Bloom issued a 110-page ruling in September that said two major parts of the law violated constitutional equal-protection rights and issued a permanent injunction against them.
One of those parts banned state and local agencies from having “sanctuary” policies that would prevent law-enforcement officials from cooperating with federal immigration enforcement.
The other part required law-enforcement agencies to use “best efforts” to support enforcement of federal immigration laws.
The South Florida-based Bloom delved extensively into the Legislature’s development of the law and pointed to what she described as an “immigrant threat narrative” that helped lead to it. She also cited behind-the-scenes involvement of the group Floridians for Immigration Enforcement in pushing for the law, including contacts with the office of Senate sponsor Joe Gruters, R-Sarasota.
“Based on the evidence presented, the court finds that plaintiffs have proven by a preponderance of the evidence that SB 168 has discriminatory or disparate effects on racial and ethnic minorities, and these discriminatory effects were both foreseeable and known to the Legislature at the time of SB 168’s enactment,” she wrote.
Lawmakers passed the measure in May 2019 along nearly straight party lines, before Gov. Ron DeSantis signed it. The city of South Miami and Several groups, such as the Florida Immigrant Coalition and the Farmworker Association of Florida, filed the lawsuit in July 2019. Bloom dismissed parts of the case in 2019 but allowed other parts to move forward.
The brief filed this week argues, in part, that the plaintiffs lacked standing to challenge the law. That argument includes issues about the lawsuit naming Moody and DeSantis as defendants.
“Plaintiffs claim injury principally from supposed racial profiling and other discriminatory law enforcement practices,” the brief said. “But those alleged injuries have little to do with the governor or the attorney general, who do not conduct such law enforcement activities and have at best attenuated supervisory authority over officials who do. Still less do those injuries stem from Florida’s immigration-cooperation law (SB 168), which principally operates in prisons and jails and has nothing to do with racial profiling. Plaintiffs also failed to prove that they suffered an injury in fact by diverting resources away from their core missions — rather than simply spending resources to carry out their missions — and failed to show that their members have been harmed by SB 168.”

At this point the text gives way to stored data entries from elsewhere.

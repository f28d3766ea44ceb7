//! Gateway router.
//!
//! Returns a composable `Router` that can be mounted on any axum server.
//! Routes are nested under `/api/`.
//!
//! Layers (outermost → innermost): CORS → access log → body limit → handler.

use axum::extract::DefaultBodyLimit;
use axum::routing::{get, post};
use axum::Router;
use tower_http::cors::CorsLayer;

use crate::api::endpoints;
use crate::api::middleware;
use crate::api::types::ApiContext;

/// Build the gateway router from a pre-constructed `ApiContext`.
pub fn gateway_router(ctx: ApiContext) -> Router {
    let max_body = ctx.config.max_upload_bytes;

    let api = Router::new()
        .route("/health", get(endpoints::health::check))
        .route("/parse", post(endpoints::parse::from_base64))
        .route("/parse/upload", post(endpoints::parse::upload))
        .route("/validate", post(endpoints::validate::validate))
        .route("/doors", post(endpoints::validate::complete_doors))
        .route("/llm", post(endpoints::llm::chat))
        .route(
            "/plans",
            get(endpoints::plans::list).post(endpoints::plans::create),
        )
        .with_state(ctx);

    Router::new()
        .nest("/api", api)
        .layer(DefaultBodyLimit::max(max_body))
        .layer(axum::middleware::from_fn(middleware::access::log_access))
        .layer(CorsLayer::permissive())
}
pub mod api; // HTTP surface: router, endpoints, server lifecycle
pub mod config;
pub mod models;
pub mod pipeline;
pub mod upstream; // Parser and plan-storage collaborators

use tracing_subscriber::EnvFilter;

use crate::api::{start_gateway_server, ApiContext, ServerError};
use crate::config::{ConfigError, GatewayConfig};
use crate::upstream::BackendFailure;

#[derive(Debug, thiserror::Error)]
pub enum StartupError {
    #[error("Configuration error: {0}")]
    Config(#[from] ConfigError),
    #[error("HTTP client error: {0}")]
    Client(#[from] BackendFailure),
    #[error(transparent)]
    Server(#[from] ServerError),
    #[error("Failed to listen for shutdown signal: {0}")]
    Signal(#[source] std::io::Error),
}

/// Install the tracing subscriber. `RUST_LOG` overrides the default filter.
pub fn init_tracing() {
    tracing_subscriber::fmt()
        .with_env_filter(
            EnvFilter::try_from_default_env()
                .unwrap_or_else(|_| EnvFilter::new(config::default_log_filter())),
        )
        .init();
}

/// Load configuration from the environment, serve until Ctrl-C, then shut
/// down gracefully.
pub async fn run() -> Result<(), StartupError> {
    init_tracing();

    tracing::info!("{} starting v{}", config::APP_NAME, config::APP_VERSION);

    let config = GatewayConfig::from_env()?;
    tracing::info!(
        mode = %config.mode,
        model = %config.llm_model,
        parser = %config.parser_url,
        storage = %config.plan_url,
        backend = %config.ollama_url,
        timeout_secs = config.upstream_timeout.as_secs(),
        "Configuration loaded"
    );

    let bind_addr = config.bind_addr;
    let ctx = ApiContext::new(config)?;
    let mut server = start_gateway_server(ctx, bind_addr).await?;
    tracing::info!(
        session_id = %server.session.session_id,
        addr = %server.session.server_addr,
        "Gateway listening"
    );

    let signal = tokio::signal::ctrl_c().await;
    server.shutdown();
    server.stopped().await;
    signal.map_err(StartupError::Signal)
}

But the brief also extensively tried to rebut Bloom’s conclusions about discriminatory motives, saying evidence was “woefully insufficient to show racial discrimination.”

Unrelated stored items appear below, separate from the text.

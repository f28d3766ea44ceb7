//! Enrichment state machine.
//!
//! ```text
//! Start → DoorPromptBuilt → DoorCompletionReceived → DoorJsonExtracted
//!       → ValidationPromptBuilt → ValidationCompletionReceived → Done
//! ```
//!
//! Each step consumes the previous step's output, so the run is strictly
//! sequential. Any error ends the run; the failure records the last stage
//! reached. Nothing is retried.

use std::fmt;

use serde_json::Value;
use thiserror::Error;

use super::parser::extract_json;
use super::prompt::{build_door_completion_prompt, build_validation_prompt};
use super::types::{CompletionRequest, LlmClient};
use super::EnrichmentError;
use crate::models::{PlanDocument, ValidationReport};

#[derive(Debug, Clone, Copy, PartialEq, Eq)]
pub enum PipelineStage {
    Start,
    DoorPromptBuilt,
    DoorCompletionReceived,
    DoorJsonExtracted,
    ValidationPromptBuilt,
    ValidationCompletionReceived,
    Done,
}

impl fmt::Display for PipelineStage {
    fn fmt(&self, f: &mut fmt::Formatter<'_>) -> fmt::Result {
        let name = match self {
            Self::Start => "start",
            Self::DoorPromptBuilt => "door_prompt_built",
            Self::DoorCompletionReceived => "door_completion_received",
            Self::DoorJsonExtracted => "door_json_extracted",
            Self::ValidationPromptBuilt => "validation_prompt_built",
            Self::ValidationCompletionReceived => "validation_completion_received",
            Self::Done => "done",
        };
        f.write_str(name)
    }
}

/// Terminal `Failed` state: the error plus the stage the run had reached.
#[derive(Error, Debug)]
#[error("enrichment failed after {stage}: {source}")]
pub struct PipelineFailure {
    pub stage: PipelineStage,
    #[source]
    pub source: EnrichmentError,
}

pub struct EnrichmentPipeline<'a, C: LlmClient> {
    client: &'a C,
    model: &'a str,
}

impl<'a, C: LlmClient> EnrichmentPipeline<'a, C> {
    pub fn new(client: &'a C, model: &'a str) -> Self {
        Self { client, model }
    }

    /// Full run: door completion, then validation of the completed plan.
    pub async fn run(&self, plan: &PlanDocument) -> Result<ValidationReport, PipelineFailure> {
        let mut stage = PipelineStage::Start;
        let result = self.drive(plan, &mut stage).await;
        match &result {
            Ok(report) => tracing::info!(
                valid = report.valid(),
                issues = report.issue_count(),
                suggestions = report.suggestions().len(),
                "Enrichment complete"
            ),
            Err(e) => tracing::warn!(stage = %e.stage, error = %e.source, "Enrichment failed"),
        }
        result
    }

    /// Stage 1 only: the door-completed plan.
    pub async fn complete_doors(&self, plan: &PlanDocument) -> Result<PlanDocument, PipelineFailure> {
        let mut stage = PipelineStage::Start;
        let result = self.door_stage(plan, &mut stage).await;
        if let Err(e) = &result {
            tracing::warn!(stage = %e.stage, error = %e.source, "Door completion failed");
        }
        result
    }

    async fn drive(
        &self,
        plan: &PlanDocument,
        stage: &mut PipelineStage,
    ) -> Result<ValidationReport, PipelineFailure> {
        let door_plan = self.door_stage(plan, stage).await?;

        let prompt = build_validation_prompt(&door_plan).map_err(|e| fail(*stage, e))?;
        advance(stage, PipelineStage::ValidationPromptBuilt);

        let text = self
            .client
            .complete(&CompletionRequest::structured(self.model, prompt))
            .await
            .map_err(|e| fail(*stage, e))?;
        advance(stage, PipelineStage::ValidationCompletionReceived);

        let object = extract_json(&text).map_err(|e| fail(*stage, e))?;
        let report = ValidationReport::from_value(Value::Object(object))
            .map_err(|e| fail(*stage, EnrichmentError::UnexpectedShape(e.to_string())))?;
        if !report.is_consistent() {
            tracing::warn!(
                valid = report.valid(),
                issues = report.issue_count(),
                "Validation verdict disagrees with its issue list"
            );
        }
        advance(stage, PipelineStage::Done);
        Ok(report)
    }

    async fn door_stage(
        &self,
        plan: &PlanDocument,
        stage: &mut PipelineStage,
    ) -> Result<PlanDocument, PipelineFailure> {
        let prompt = build_door_completion_prompt(plan).map_err(|e| fail(*stage, e))?;
        advance(stage, PipelineStage::DoorPromptBuilt);

        let text = self
            .client
            .complete(&CompletionRequest::structured(self.model, prompt))
            .await
            .map_err(|e| fail(*stage, e))?;
        advance(stage, PipelineStage::DoorCompletionReceived);

        let object = extract_json(&text).map_err(|e| fail(*stage, e))?;
        let door_plan = PlanDocument::from_value(Value::Object(object))
            .map_err(|e| fail(*stage, EnrichmentError::UnexpectedShape(e.to_string())))?;
        advance(stage, PipelineStage::DoorJsonExtracted);

        tracing::debug!(
            doors_before = plan.doors.len(),
            doors_after = door_plan.doors.len(),
            load_bearing = door_plan.load_bearing_walls.as_ref().map_or(0, Vec::len),
            "Door completion extracted"
        );
        Ok(door_plan)
    }
}

fn advance(stage: &mut PipelineStage, next: PipelineStage) {
    tracing::debug!(from = %stage, to = %next, "Enrichment stage");
    *stage = next;
}

fn fail(stage: PipelineStage, source: EnrichmentError) -> PipelineFailure {
    PipelineFailure { stage, source }
}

“The Legislature’s purpose was plainly to promote public safety through facilitating federal immigration enforcement against criminal aliens, and the Legislature included a provision in the law prohibiting discrimination in its implementation,” the brief said.
Moody, DeSantis and Republican lawmakers during the past few years have taken a series of steps targeting immigration issues, including Moody filing lawsuits against the Biden administration over border enforcement.
The Legislature in March passed an immigration-enforcement bill (SB 1808) that was a priority of DeSantis. The bill has not been formally sent to the governor for his signature.